Task description: Copy verbatim the block of lines in the entries below whose first line contains "directive's own priority." and whose last line contains "Create tasks for". Leave out all other lines.

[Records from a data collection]
■ ■ ■

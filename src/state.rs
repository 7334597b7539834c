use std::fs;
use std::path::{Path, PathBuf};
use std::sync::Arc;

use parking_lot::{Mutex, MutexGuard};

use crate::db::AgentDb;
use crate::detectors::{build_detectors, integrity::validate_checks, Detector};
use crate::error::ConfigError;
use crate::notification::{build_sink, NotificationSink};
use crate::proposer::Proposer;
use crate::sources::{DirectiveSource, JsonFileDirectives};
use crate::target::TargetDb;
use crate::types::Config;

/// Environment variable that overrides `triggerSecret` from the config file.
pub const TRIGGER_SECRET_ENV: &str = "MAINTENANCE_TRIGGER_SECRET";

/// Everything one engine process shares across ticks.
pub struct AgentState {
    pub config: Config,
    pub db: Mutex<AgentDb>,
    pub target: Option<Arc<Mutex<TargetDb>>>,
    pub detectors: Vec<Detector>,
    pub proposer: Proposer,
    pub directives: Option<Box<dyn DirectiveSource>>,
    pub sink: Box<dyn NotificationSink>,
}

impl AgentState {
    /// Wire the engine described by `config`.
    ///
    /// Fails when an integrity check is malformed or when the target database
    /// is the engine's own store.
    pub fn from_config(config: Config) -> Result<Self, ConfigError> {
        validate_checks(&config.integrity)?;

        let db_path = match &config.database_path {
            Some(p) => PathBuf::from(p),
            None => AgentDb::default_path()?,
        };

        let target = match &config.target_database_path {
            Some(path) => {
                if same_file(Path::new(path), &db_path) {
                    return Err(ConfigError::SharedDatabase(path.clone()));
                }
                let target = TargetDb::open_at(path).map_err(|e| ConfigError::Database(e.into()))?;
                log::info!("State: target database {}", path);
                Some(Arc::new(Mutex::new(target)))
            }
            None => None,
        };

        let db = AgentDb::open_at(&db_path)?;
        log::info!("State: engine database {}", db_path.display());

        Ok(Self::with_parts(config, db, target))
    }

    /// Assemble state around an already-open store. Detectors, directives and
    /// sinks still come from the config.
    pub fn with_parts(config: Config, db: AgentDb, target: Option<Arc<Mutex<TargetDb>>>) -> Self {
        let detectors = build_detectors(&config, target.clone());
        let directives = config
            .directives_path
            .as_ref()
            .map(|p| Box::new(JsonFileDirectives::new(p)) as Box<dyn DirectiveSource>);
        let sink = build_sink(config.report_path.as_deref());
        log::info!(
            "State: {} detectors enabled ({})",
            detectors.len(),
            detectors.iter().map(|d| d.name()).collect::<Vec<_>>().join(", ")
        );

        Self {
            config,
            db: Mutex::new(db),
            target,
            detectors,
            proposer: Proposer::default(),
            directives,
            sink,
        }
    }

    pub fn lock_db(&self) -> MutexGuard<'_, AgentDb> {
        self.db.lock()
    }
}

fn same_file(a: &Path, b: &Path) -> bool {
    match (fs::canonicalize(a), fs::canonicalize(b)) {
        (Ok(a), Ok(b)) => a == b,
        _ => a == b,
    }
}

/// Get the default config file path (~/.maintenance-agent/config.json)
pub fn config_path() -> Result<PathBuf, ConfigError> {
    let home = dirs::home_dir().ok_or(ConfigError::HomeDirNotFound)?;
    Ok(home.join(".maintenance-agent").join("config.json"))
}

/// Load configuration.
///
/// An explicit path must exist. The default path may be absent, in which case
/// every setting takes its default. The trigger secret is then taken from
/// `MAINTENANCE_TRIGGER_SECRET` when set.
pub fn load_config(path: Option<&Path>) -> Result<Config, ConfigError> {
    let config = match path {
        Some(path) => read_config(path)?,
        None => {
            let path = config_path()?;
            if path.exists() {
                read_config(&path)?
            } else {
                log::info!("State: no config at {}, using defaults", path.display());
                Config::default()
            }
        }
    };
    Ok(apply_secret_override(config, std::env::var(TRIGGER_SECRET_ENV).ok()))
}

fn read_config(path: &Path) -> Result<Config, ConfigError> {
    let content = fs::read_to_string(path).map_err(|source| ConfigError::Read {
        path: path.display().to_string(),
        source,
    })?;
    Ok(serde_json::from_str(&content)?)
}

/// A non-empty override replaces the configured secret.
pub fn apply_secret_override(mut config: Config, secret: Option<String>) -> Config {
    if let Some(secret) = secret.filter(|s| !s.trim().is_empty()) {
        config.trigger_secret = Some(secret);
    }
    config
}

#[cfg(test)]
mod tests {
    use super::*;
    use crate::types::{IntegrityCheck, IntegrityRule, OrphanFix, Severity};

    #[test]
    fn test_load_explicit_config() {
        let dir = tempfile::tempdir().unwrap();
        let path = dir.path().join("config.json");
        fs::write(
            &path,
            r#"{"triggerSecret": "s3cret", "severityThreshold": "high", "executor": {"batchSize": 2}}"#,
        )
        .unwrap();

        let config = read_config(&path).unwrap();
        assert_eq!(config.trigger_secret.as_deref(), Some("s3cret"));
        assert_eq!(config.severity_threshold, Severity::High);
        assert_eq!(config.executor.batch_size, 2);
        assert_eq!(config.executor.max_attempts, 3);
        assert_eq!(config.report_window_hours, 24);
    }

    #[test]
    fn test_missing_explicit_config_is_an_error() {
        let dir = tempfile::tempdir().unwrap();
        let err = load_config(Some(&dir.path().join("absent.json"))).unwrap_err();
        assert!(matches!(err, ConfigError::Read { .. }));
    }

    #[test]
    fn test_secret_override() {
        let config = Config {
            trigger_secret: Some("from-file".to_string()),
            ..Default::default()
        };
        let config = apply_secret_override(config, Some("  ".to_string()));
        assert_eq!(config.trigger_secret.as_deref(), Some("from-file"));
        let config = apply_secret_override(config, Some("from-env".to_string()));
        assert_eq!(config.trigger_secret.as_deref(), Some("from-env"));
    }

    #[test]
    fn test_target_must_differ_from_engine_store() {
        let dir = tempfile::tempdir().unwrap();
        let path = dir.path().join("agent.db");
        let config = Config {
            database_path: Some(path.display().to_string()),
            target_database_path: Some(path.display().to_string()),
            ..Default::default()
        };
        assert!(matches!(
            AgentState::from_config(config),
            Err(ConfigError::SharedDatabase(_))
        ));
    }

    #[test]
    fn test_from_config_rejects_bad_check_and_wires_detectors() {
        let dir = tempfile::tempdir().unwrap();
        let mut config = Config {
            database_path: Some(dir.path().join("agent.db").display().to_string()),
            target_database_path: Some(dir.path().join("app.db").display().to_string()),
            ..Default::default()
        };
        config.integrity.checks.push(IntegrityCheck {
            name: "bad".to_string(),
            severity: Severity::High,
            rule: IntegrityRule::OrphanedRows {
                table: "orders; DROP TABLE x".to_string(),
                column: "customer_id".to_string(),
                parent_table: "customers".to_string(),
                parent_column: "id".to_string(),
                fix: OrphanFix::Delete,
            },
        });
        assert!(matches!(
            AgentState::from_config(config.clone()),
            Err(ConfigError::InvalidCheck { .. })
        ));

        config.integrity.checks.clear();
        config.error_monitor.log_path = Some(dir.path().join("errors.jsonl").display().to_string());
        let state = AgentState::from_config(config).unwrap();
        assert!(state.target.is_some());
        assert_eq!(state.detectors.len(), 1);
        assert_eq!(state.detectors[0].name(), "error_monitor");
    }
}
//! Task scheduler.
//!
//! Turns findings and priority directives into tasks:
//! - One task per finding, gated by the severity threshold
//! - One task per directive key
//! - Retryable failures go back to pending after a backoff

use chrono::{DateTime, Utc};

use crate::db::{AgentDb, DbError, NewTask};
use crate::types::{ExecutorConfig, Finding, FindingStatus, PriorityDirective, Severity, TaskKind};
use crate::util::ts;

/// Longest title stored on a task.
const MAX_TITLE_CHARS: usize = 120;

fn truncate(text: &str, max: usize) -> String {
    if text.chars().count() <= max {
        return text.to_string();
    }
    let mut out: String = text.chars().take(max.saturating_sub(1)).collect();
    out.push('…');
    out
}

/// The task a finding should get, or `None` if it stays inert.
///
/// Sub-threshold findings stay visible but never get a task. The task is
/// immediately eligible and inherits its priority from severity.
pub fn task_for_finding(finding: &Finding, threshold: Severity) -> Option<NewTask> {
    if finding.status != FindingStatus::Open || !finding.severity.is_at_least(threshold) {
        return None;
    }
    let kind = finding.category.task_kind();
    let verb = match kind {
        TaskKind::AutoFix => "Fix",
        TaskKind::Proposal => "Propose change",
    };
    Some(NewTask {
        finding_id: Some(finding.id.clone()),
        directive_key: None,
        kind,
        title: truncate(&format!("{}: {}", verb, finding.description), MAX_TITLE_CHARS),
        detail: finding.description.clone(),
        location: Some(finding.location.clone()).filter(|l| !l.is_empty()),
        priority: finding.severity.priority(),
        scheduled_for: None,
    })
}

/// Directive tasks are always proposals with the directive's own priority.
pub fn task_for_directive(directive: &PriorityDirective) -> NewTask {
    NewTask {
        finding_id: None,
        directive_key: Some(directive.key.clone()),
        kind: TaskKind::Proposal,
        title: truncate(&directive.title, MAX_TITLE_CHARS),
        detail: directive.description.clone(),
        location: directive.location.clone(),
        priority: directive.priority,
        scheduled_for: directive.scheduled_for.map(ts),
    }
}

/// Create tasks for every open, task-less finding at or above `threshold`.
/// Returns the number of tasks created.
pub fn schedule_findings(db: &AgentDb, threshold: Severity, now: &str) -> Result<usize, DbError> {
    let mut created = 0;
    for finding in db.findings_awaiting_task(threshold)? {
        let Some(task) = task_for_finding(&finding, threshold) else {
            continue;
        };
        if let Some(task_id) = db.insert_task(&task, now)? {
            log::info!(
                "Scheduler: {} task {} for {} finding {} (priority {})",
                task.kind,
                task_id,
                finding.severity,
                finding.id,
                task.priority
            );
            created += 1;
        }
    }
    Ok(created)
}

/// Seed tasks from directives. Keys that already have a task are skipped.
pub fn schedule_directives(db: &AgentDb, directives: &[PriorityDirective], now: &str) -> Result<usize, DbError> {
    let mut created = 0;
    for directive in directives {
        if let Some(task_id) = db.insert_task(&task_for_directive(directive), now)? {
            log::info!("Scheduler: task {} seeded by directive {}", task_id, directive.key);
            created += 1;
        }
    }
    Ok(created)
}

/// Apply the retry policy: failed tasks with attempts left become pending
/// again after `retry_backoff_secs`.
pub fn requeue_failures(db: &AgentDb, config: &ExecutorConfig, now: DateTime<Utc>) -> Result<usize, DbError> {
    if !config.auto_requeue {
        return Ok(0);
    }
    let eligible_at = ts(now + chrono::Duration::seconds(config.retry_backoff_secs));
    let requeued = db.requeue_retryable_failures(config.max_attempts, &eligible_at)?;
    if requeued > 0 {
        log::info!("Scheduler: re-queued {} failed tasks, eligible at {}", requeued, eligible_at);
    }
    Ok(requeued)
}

■ ■ ■

Result:
/// Directive tasks are always proposals with the directive's own priority.
pub fn task_for_directive(directive: &PriorityDirective) -> NewTask {
    NewTask {
        finding_id: None,
        directive_key: Some(directive.key.clone()),
        kind: TaskKind::Proposal,
        title: truncate(&directive.title, MAX_TITLE_CHARS),
        detail: directive.description.clone(),
        location: directive.location.clone(),
        priority: directive.priority,
        scheduled_for: directive.scheduled_for.map(ts),
    }
}

/// Create tasks for every open, task-less finding at or above `threshold`.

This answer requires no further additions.